Comunque sia, dagli anni Sessanta la nozione di democrazia consociativa ha mostrato un’elevata
capacità di viaggiare in paesi molto diversi e lontani dalla sua culla europea: dal Canada a Cipro,
per non parlare dei paesi in via di sviluppo quali Libano, Malesia, Colombia, Uruguay, oltre alla
Nigeria. In tempi più recenti la categoria di C. è stata applicata alla Macedonia, alla BosniaErzegovina e alla Jugoslavia, oltre all’Irlanda del Nord e al Sud Africa. La stessa Unione Europea è
stata interpretata come una forma di “Stato consociativo”.
La diffusione spaziale del concetto, così come le trasformazioni strutturali nel frattempo intercosse
(globalizzazione, rivoluzione nelle comunicazioni, declino delle ideologie e del radicamento sociale
dei partiti, secolarizzazione) hanno spinto lo stesso Lijphart a rivedere la sua tipologia, proponendo
il meno connotato modello di “democrazia consensuale”. Costruita per contrapposizione polare con
quello di “democrazia maggioritaria”, la nuova categoria analitica ha finito per mettere in secondo
piano i profili socio-culturali per enfatizzare quelli istituzionali del power-sharing organizzati lungo
le due dimensioni “esecutivo-partiti”, la forma di governo, e “unitario-federale”, la forma di stato.
Con la conseguenza che l’autonomia delle comunità e l’inclusione degli attori sociali rilevanti del
processo decisionale hanno perso d’importanza a favore del più generico incentivo alla
cooperazione.
4. Caso italiano e consociativismo
Di “democrazia consociativa” in Italia si comincia a parlare negli anni Settanta in seguito al
“terremoto elettorale” del 20 giugno 1976 che aveva inaugurato la stagione dei governi della “nonsfiducia” (1976-1977) e della “solidarietà nazionale” (1978), con i quali il Pci entrava a far parte
della maggioranza parlamentare a guida Dc.
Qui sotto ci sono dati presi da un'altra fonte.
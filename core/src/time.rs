// Licensed to the Apache Software Foundation (ASF) under one
// or more contributor license agreements.  See the NOTICE file
// distributed with this work for additional information
// regarding copyright ownership.  The ASF licenses this file
// to you under the Apache License, Version 2.0 (the
// "License"); you may not use this file except in compliance
// with the License.  You may obtain a copy of the License at
//
//   http://www.apache.org/licenses/LICENSE-2.0
//
// Unless required by applicable law or agreed to in writing,
// software distributed under the License is distributed on an
// "AS IS" BASIS, WITHOUT WARRANTIES OR CONDITIONS OF ANY
// KIND, either express or implied.  See the License for the
// specific language governing permissions and limitations
// under the License.

//! Time related utils.

use crate::Error;
use chrono::Utc;

/// DateTime is the alias for chrono::DateTime<Utc>.
pub type DateTime = chrono::DateTime<Utc>;

/// Create datetime of now.
pub fn now() -> DateTime {
    Utc::now()
}

/// Format time into date: `20220301`
pub fn format_date(t: DateTime) -> String {
    t.format("%Y%m%d").to_string()
}

/// Format time into ISO8601 basic format: `20220313T072004Z`
///
/// Fractional seconds are dropped.
pub fn format_iso8601(t: DateTime) -> String {
    t.format("%Y%m%dT%H%M%SZ").to_string()
}

/// Parse time from RFC3339: `2022-03-13T07:20:04.789Z`
pub fn parse_rfc3339(s: &str) -> crate::Result<DateTime> {
    Ok(chrono::DateTime::parse_from_rfc3339(s)
        .map_err(|e| {
            Error::unexpected(format!("failed to parse rfc3339 time: {s}")).with_source(e)
        })?
        .with_timezone(&Utc))
}
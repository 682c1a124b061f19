use crate::constants::{ALGORITHM, AWS4_REQUEST, SIGNED_HEADERS};
use crate::{Config, Credential};
use bytes::Bytes;
use http::Method;
use iotsign_core::hash::{hex_hmac_sha256, hex_sha256, hmac_sha256};
use iotsign_core::time::{format_date, format_iso8601, DateTime};
use iotsign_core::{Error, Result};
use log::debug;
use std::fmt::Write;

/// Everything needed to sign one publish request with AWS SigV4.
///
/// - [Signature Version 4 signing process](https://docs.aws.amazon.com/general/latest/gr/signature-version-4.html)
///
/// Signing is a pure function of this struct: the same request always
/// yields the same signature.
#[derive(Debug, Clone)]
pub struct SigningRequest {
    /// HTTP method.
    pub method: Method,
    /// Canonical uri, already encoded.
    pub canonical_uri: String,
    /// Canonical query string, already sorted and encoded.
    pub canonical_query_string: String,
    /// Value of the `host` header.
    pub host: String,
    /// Value of the `content-type` header.
    pub content_type: String,
    /// Request body.
    pub payload: Bytes,
    /// AWS region.
    pub region: String,
    /// Signing service name.
    pub service: String,
    /// Credential used for signing.
    pub credential: Credential,
    /// Signing time.
    pub time: DateTime,
}

/// Headers produced by signing that must be sent along with the request.
#[derive(Debug, Clone, PartialEq, Eq)]
pub struct SigningOutput {
    /// Value of the `X-Amz-Date` header: `20220313T072004Z`
    pub amz_date: String,
    /// Value of the `Authorization` header.
    pub authorization: String,
}

impl SigningRequest {
    /// Build a signing request from config, payload and signing time.
    pub fn new(cfg: &Config, payload: Bytes, time: DateTime) -> Self {
        Self {
            method: cfg.method.clone(),
            canonical_uri: cfg.canonical_uri.clone(),
            canonical_query_string: cfg.canonical_query_string.clone(),
            host: cfg.host.clone(),
            content_type: cfg.content_type.clone(),
            payload,
            region: cfg.region.clone(),
            service: cfg.service.clone(),
            credential: cfg.credential.clone(),
            time,
        }
    }

    /// Sign this request.
    pub fn sign(&self) -> Result<SigningOutput> {
        if !self.credential.is_valid() {
            return Err(Error::credential_invalid(
                "access key and secret key must not be empty",
            ));
        }

        let amz_date = format_iso8601(self.time);
        let date_stamp = format_date(self.time);

        let payload_hash = hex_sha256(&self.payload);
        let creq = canonical_request_string(self, &amz_date, &payload_hash)?;
        let encoded_req = hex_sha256(creq.as_bytes());

        let scope = credential_scope(&date_stamp, &self.region, &self.service);
        debug!("calculated scope: {scope}");

        let string_to_sign = string_to_sign(&amz_date, &scope, &encoded_req)?;
        debug!("calculated string to sign: {string_to_sign}");

        let signing_key = derive_signing_key(
            &self.credential.secret_access_key,
            &date_stamp,
            &self.region,
            &self.service,
        );
        let signature = hex_hmac_sha256(&signing_key, string_to_sign.as_bytes());

        let authorization = authorization_header(
            &self.credential.access_key_id,
            &scope,
            SIGNED_HEADERS,
            &signature,
        );

        Ok(SigningOutput {
            amz_date,
            authorization,
        })
    }
}

/// Build the canonical request.
///
/// ```text
/// POST
/// /topics/sdk/test
/// qos=1
/// content-type:application/json
/// host:example.iot.us-east-1.amazonaws.com
/// x-amz-date:20230501T123456Z
///
/// content-type;host;x-amz-date
/// <hex_sha256_of_payload>
/// ```
pub fn canonical_request_string(
    req: &SigningRequest,
    amz_date: &str,
    payload_hash: &str,
) -> Result<String> {
    // 256 is specially chosen to avoid reallocation for most requests.
    let mut f = String::with_capacity(256);

    writeln!(f, "{}", req.method)?;
    writeln!(f, "{}", req.canonical_uri)?;
    writeln!(f, "{}", req.canonical_query_string)?;
    // Canonical headers, lowercase names in signed order.
    writeln!(f, "content-type:{}", req.content_type)?;
    writeln!(f, "host:{}", req.host)?;
    writeln!(f, "x-amz-date:{amz_date}")?;
    writeln!(f)?;
    writeln!(f, "{SIGNED_HEADERS}")?;
    write!(f, "{payload_hash}")?;

    Ok(f)
}

/// Scope: "20220313/<region>/<service>/aws4_request"
pub fn credential_scope(date_stamp: &str, region: &str, service: &str) -> String {
    format!("{date_stamp}/{region}/{service}/{AWS4_REQUEST}")
}

/// StringToSign:
///
/// ```text
/// AWS4-HMAC-SHA256
/// 20220313T072004Z
/// 20220313/<region>/<service>/aws4_request
/// <hashed_canonical_request>
/// ```
pub fn string_to_sign(
    amz_date: &str,
    scope: &str,
    hashed_canonical_request: &str,
) -> Result<String> {
    let mut f = String::new();
    writeln!(f, "{ALGORITHM}")?;
    writeln!(f, "{amz_date}")?;
    writeln!(f, "{scope}")?;
    write!(f, "{hashed_canonical_request}")?;
    Ok(f)
}

/// Derive the signing key through the four chained HMAC-SHA256 steps.
///
/// Each step keys the next one with its raw 32-byte output.
pub fn derive_signing_key(
    secret: &str,
    date_stamp: &str,
    region: &str,
    service: &str,
) -> Vec<u8> {
    // Sign secret
    let secret = format!("AWS4{secret}");
    // Sign date
    let sign_date = hmac_sha256(secret.as_bytes(), date_stamp.as_bytes());
    // Sign region
    let sign_region = hmac_sha256(sign_date.as_slice(), region.as_bytes());
    // Sign service
    let sign_service = hmac_sha256(sign_region.as_slice(), service.as_bytes());
    // Sign request
    hmac_sha256(sign_service.as_slice(), AWS4_REQUEST.as_bytes())
}

/// Assemble the `Authorization` header value.
pub fn authorization_header(
    access_key_id: &str,
    scope: &str,
    signed_headers: &str,
    signature: &str,
) -> String {
    format!(
        "{ALGORITHM} Credential={access_key_id}/{scope}, SignedHeaders={signed_headers}, Signature={signature}"
    )
}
Si trattava di un’evoluzione in contrasto con l’analisi di
Lijphart che collocava l’Italia nella classe delle “democrazie centrifughe” – analisi quella del
politologo olandese che confermava l’interpretazione di Almond della “frammentazione ideologica”
e di Sartori del “pluralismo polarizzato”. Quella italiana costituiva, però, una “democrazia
consociativa sui generis” (Graziano) che aveva dei punti di contatto con il modello di Lijphart – a
partire del peso della componente “partitocratica” quale fattore di stabilizzazione di una società
comunque divisa e del ruolo di cogestione delle élite politiche delle scelte pubbliche. Tuttavia, i
punti di differenza tra il modello e il caso empirico restavano notevoli. Rispetto alle piccole
democrazie del continente, in Italia era diversa la natura dei cleavages, ideologici e radicati nella
lotta di classe nella seconda (ma ciò accadeva parzialmente anche in Austria), di tipo culturale nelle
prime. Nelle democrazie consociative esisteva comunque un accordo sulla sopravvivenza del
regime politico, aspetto che invece era compromesso nei sistemi polarizzati (Italia, Spagna, Francia
IV Repubblica, Germania di Weimar), il che consentiva la formazione di grandi coalizioni
(conventio ad includendum), mentre nelle democrazie centrifughe come l’Italia le forze politiche
antisistema venivano escluse stabilmente dal governo (conventio ad exludendum). In Italia, poi, il
coinvolgimento del principale partito di opposizione riguardava non l’accesso al governo, ma un
suo ruolo attivo nel Parlamento (e nelle commissioni parlamentari deliberanti) o in altre sedi
decisionali (regioni). Per converso, ciò che contraddistingueva il C. all’italiana erano le tendenze
già presenti dall’unificazione nazionale: trasformismo e compromesso tra élite, impossibilità
dell’alternanza governo-opposizione, scambio politico tra burocrazia apicale e politica. Si trattava
di costanti di lungo periodo che, a seconda delle interpretazioni tutt’altro che incompatibili,
rimandavano ora alla “polarizzazione ideologica” (Sartori, ma anche Galli), ora alla divaricazione
tra “politica palese e politica coperta” (Pizzorno). Resta il fatto che come modalità di accordo fra le
forze politiche o, per dirla con Samuel E. Finer, come “forma di governo conciliare” in fasi di
emergenza ed eccezionalità il C. ha ancora un futuro e vita lunga.